Segment Start: Extracted material

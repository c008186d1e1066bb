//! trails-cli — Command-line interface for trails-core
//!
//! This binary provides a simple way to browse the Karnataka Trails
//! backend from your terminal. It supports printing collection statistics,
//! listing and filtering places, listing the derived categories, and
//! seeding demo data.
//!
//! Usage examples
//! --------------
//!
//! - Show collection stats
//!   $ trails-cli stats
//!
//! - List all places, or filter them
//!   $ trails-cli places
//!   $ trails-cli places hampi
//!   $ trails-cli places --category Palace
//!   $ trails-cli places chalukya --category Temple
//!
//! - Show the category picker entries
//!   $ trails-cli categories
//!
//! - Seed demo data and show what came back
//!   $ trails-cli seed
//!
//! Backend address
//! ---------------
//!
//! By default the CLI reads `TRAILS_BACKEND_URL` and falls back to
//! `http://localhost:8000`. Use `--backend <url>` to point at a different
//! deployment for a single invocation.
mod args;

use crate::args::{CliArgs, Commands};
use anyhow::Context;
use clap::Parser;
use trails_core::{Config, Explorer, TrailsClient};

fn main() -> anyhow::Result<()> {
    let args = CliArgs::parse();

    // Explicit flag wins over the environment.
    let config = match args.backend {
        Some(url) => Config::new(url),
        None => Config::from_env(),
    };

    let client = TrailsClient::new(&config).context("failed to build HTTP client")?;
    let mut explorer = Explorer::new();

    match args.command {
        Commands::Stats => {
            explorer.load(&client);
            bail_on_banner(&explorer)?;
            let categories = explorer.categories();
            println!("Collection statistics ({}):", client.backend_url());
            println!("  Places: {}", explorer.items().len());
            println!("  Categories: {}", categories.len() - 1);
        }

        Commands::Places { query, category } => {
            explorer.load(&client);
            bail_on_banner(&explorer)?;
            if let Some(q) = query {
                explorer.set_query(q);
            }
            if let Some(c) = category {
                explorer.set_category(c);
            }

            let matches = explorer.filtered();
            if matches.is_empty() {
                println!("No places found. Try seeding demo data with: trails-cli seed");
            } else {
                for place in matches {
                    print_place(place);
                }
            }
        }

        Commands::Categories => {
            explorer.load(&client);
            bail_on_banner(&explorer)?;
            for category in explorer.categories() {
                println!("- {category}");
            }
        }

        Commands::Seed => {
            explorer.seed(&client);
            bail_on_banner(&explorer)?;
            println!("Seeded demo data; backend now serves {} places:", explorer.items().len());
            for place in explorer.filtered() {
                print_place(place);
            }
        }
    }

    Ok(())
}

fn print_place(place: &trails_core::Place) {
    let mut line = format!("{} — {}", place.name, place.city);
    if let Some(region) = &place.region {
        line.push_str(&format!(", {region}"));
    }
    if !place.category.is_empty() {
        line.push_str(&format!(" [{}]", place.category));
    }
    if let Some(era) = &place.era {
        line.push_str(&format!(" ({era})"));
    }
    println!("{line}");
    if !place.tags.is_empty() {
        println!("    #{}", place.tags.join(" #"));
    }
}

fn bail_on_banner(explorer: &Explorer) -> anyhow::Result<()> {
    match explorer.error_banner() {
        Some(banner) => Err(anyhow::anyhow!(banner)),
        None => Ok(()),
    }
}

Segment End: Extracted material

Please copy out every line of the preceding listing that carries "tags".

### Final answer:
    if !place.tags.is_empty() {
        println!("    #{}", place.tags.join(" #"));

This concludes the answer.